Nightmare at 20,000 Feet: Horror Stories
the buzzing talk of seven pretty little girls. "So I say to him-'Don't give me that, Mr. High and Mighty.' So he says, 'Oh yeah?' And I say, 'Yeah!' "
      "Honest, will I ever be glad when this thing's over. I saw the cutest hat on my last furlough. Oh, what I wouldn't give to wear it!"
      "You too? Don't I know it! You just can't get your hair right.
      Not in this weather. Why don't they let us get rid of it?" "Men! They make me sick." Seven gestures, seven postures, seven laughter’s ringing thin beneath thunder. Teeth showing in girl giggles. Hands tireless, painting pictures in the air.
      P.G. Centre. Girls. Seven of them. Pretty. Not one over sixteen. Curls. Pigtails. Bangs. Pouting little lips-smiling, frowning, shaping emotion on emotion. Sparkling young eyes- glittering, twinkling, narrowing, cold or warm.
      Seven healthy young bodies restive on wooden chairs. Smooth adolescent limbs. Girls-pretty girls-seven of them.
      An army of ugly shapeless men, stumbling in mud, struggling along the pitch black muddy road.
      Rain a torrent. Buckets of it thrown on each exhausted man. Sucking sound of great boots sinking into oozy yellow-brown mud, pulling loose. Mud dripping from heels and soles.

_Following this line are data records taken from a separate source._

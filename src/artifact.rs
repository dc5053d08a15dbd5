//! Build artifacts flowing into and out of the post-processor.

use std::fmt;
use std::fs;
use std::io;
use std::path::{Path, PathBuf};

use serde::Serialize;

/// Builder id reported by [`TarballArtifact`].
pub const BUILDER_ID: &str = "guestfish-tarball.post-processor";

/// What the post-processor needs from a build artifact.
pub trait Artifact {
    fn builder_id(&self) -> &str;
    fn files(&self) -> &[PathBuf];
}

/// An artifact handed over by the host build tool.
#[derive(Debug, Clone, PartialEq, Eq)]
pub struct BuildArtifact {
    builder_id: String,
    files: Vec<PathBuf>,
}

impl BuildArtifact {
    pub fn new(builder_id: impl Into<String>, files: Vec<PathBuf>) -> Self {
        Self {
            builder_id: builder_id.into(),
            files,
        }
    }
}

impl Artifact for BuildArtifact {
    fn builder_id(&self) -> &str {
        &self.builder_id
    }

    fn files(&self) -> &[PathBuf] {
        &self.files
    }
}

/// The output directory and the tarballs written into it, in order.
#[derive(Debug, Clone, PartialEq, Eq, Serialize)]
pub struct TarballArtifact {
    path: PathBuf,
    files: Vec<PathBuf>,
}

impl TarballArtifact {
    pub fn new(path: PathBuf) -> Self {
        Self {
            path,
            files: Vec::new(),
        }
    }

    pub fn id(&self) -> &'static str {
        "TARBALL"
    }

    pub fn path(&self) -> &Path {
        &self.path
    }

    pub(crate) fn push(&mut self, file: PathBuf) {
        self.files.push(file);
    }

    /// Remove the output directory and everything in it.
    pub fn destroy(&self) -> io::Result<()> {
        fs::remove_dir_all(&self.path)
    }
}

impl Artifact for TarballArtifact {
    fn builder_id(&self) -> &str {
        BUILDER_ID
    }

    fn files(&self) -> &[PathBuf] {
        &self.files
    }
}

impl fmt::Display for TarballArtifact {
    fn fmt(&self, f: &mut fmt::Formatter<'_>) -> fmt::Result {
        let files = self
            .files
            .iter()
            .map(|p| p.display().to_string())
            .collect::<Vec<_>>();
        write!(f, "{}", files.join(", "))
    }
}
//! Mount the discovered root and create the device nodes a container or VM
//! root needs. guestfish does not create these on its own.

use tracing::info;

use super::{quote_arg, Session, SessionState};
use crate::error::Result;

/// guestfish commands creating character devices and runtime directories.
pub const DEVICE_BATCH: &str = "\
mknod-c 0444 1 8 /dev/random
mknod-c 0444 1 9 /dev/urandom
mknod-c 0666 5 0 /dev/tty
mknod-c 0600 5 1 /dev/console
mknod-c 0666 5 2 /dev/ptmx
mknod-c 0666 1 5 /dev/zero
mknod-c 0666 1 3 /dev/null
mkdir-mode /dev/pts 0755
mkdir-mode /dev/shm 0755
";

/// Send `mount <device> /` followed by [`DEVICE_BATCH`] as one write.
pub fn prepare(session: &mut Session, device: &str) -> Result<()> {
    session.expect_state(SessionState::DeviceDiscovered, "prepare the root filesystem")?;

    info!("Mounting {} to /", device);
    if let Err(e) = session.send(&format!("mount {} /", quote_arg(device))) {
        return Err(session.abort(e));
    }

    info!("Creating character devices");
    if let Err(e) = session.send_batch(DEVICE_BATCH) {
        return Err(session.abort(e));
    }

    session.advance(SessionState::Prepared);
    Ok(())
}

#[cfg(test)]
mod tests {
    use super::*;
    use crate::error::TarballError;
    use crate::session::discover_root;
    use crate::test_support::FakeGuestfish;
    use std::path::Path;
    use std::time::Duration;

    #[test]
    fn test_batch_is_newline_terminated() {
        assert!(DEVICE_BATCH.ends_with('\n'));
        assert_eq!(DEVICE_BATCH.lines().count(), 9);
        assert!(DEVICE_BATCH
            .lines()
            .all(|l| l.starts_with("mknod-c ") || l.starts_with("mkdir-mode ")));
    }

    #[test]
    fn test_prepare_requires_discovered_device() {
        let fake = FakeGuestfish::answering("/dev/sda1");
        let mut session = Session::open(&fake.binary).unwrap();

        let err = prepare(&mut session, "/dev/sda1").unwrap_err();
        assert!(matches!(err, TarballError::OutOfOrder { .. }));
        assert_eq!(session.state(), SessionState::SessionOpen);
    }

    #[test]
    fn test_prepare_sends_mount_then_batch() {
        let fake = FakeGuestfish::answering("/dev/sda1");
        let mut session = Session::open(&fake.binary).unwrap();
        let device = discover_root(&mut session, Path::new("disk.img"), Duration::from_secs(10))
            .unwrap();
        prepare(&mut session, &device).unwrap();
        session.send("quit").unwrap();
        session.advance(SessionState::Emitted);
        session.close().unwrap();

        let received = fake.received();
        let mut expected = vec!["add-drive disk.img", "run", "inspect-os", "mount /dev/sda1 /"];
        expected.extend(DEVICE_BATCH.lines());
        expected.push("quit");
        assert_eq!(received, expected);
    }
}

      Plodding men-hundreds of them-soaked, miserable, depleted. Young men bent over like old men. Jaws hanging loosely, mouth gasping at black wet air, tongues lolling, sunken eyes looking at nothing, betraying nothing.
      Rest.
      Men sink down in the mud, fall on their packs. Heads thrown back, mouths open, rain splashing on yellow teeth. Hands immobile-scrawny heaps of flesh and bone. Legs without motion-khaki lengths of worm-eaten wood. Hundreds of useless limbs fixed to hundreds of useless trunks.
      In back, ahead, beside, rumble trucks and tanks and tiny cars. Thick tires splattering mud. Fat treads sinking, tearing at mucky slime. Rain drumming wet fingers on metal and canvas.
      Lightning flashbulbs without pictures. Momentary burst of light. The face of war seen for a second-made of rusty guns and turning wheels and faces staring.
      Blackness. A night hand blotting out the brief storm glow. Windblown rain flitting over fields and roads, drenching trees and trucks. Rivulets of bubbly rain tearing scars from the earth. Thunder, lightning.
      A whistle. Dead men resurrected. Boots in sucking mud again-deeper, closer, nearer. Approach to a city that bars the way to a city that bars the way to a…
      An officer sat in the communication room of the P.G. Centre. He peered at the operator, who sat hunched over the control board, phones over his ears, writing down a message.
      The officer watched the operator. They are coming, he thought. Cold, wet and afraid they are marching at us. He shivered and shut his eyes.
      He opened them quickly. Visions fill his darkened pupils- of curling smoke, flaming men, unimaginable horrors that shape themselves without words or pictures.
      "Sir," said the operator, "from advance observation post. Enemy forces sighted."
      The officer got up, walked over to the operator and took the message. He read it, face blank, mouth parenthesized. "Yes," he said.
      He turned on his heel and went to the door. He opened it and went into the next room. The seven girls stopped talking. Silence breathed on the walls.
      The officer stood with his back to the plastic window. "Enemies," he said, "two miles away. Right in front of you."
      He turned and pointed out the window. "Right out there. Two miles away. Any questions?"
      A girl giggled.
      "Any vehicles?" another asked.
      "Yes. Five trucks, five small command cars, two tanks."
      "That's too easy," laughed the girl, slender fingers fussing with her hair.
      "That's all," said the officer. He started from the room. "Go to it," he added and, under his breath, "Monsters!"

      He left.
      "Oh, me," sighed one of the girls, "here we go again."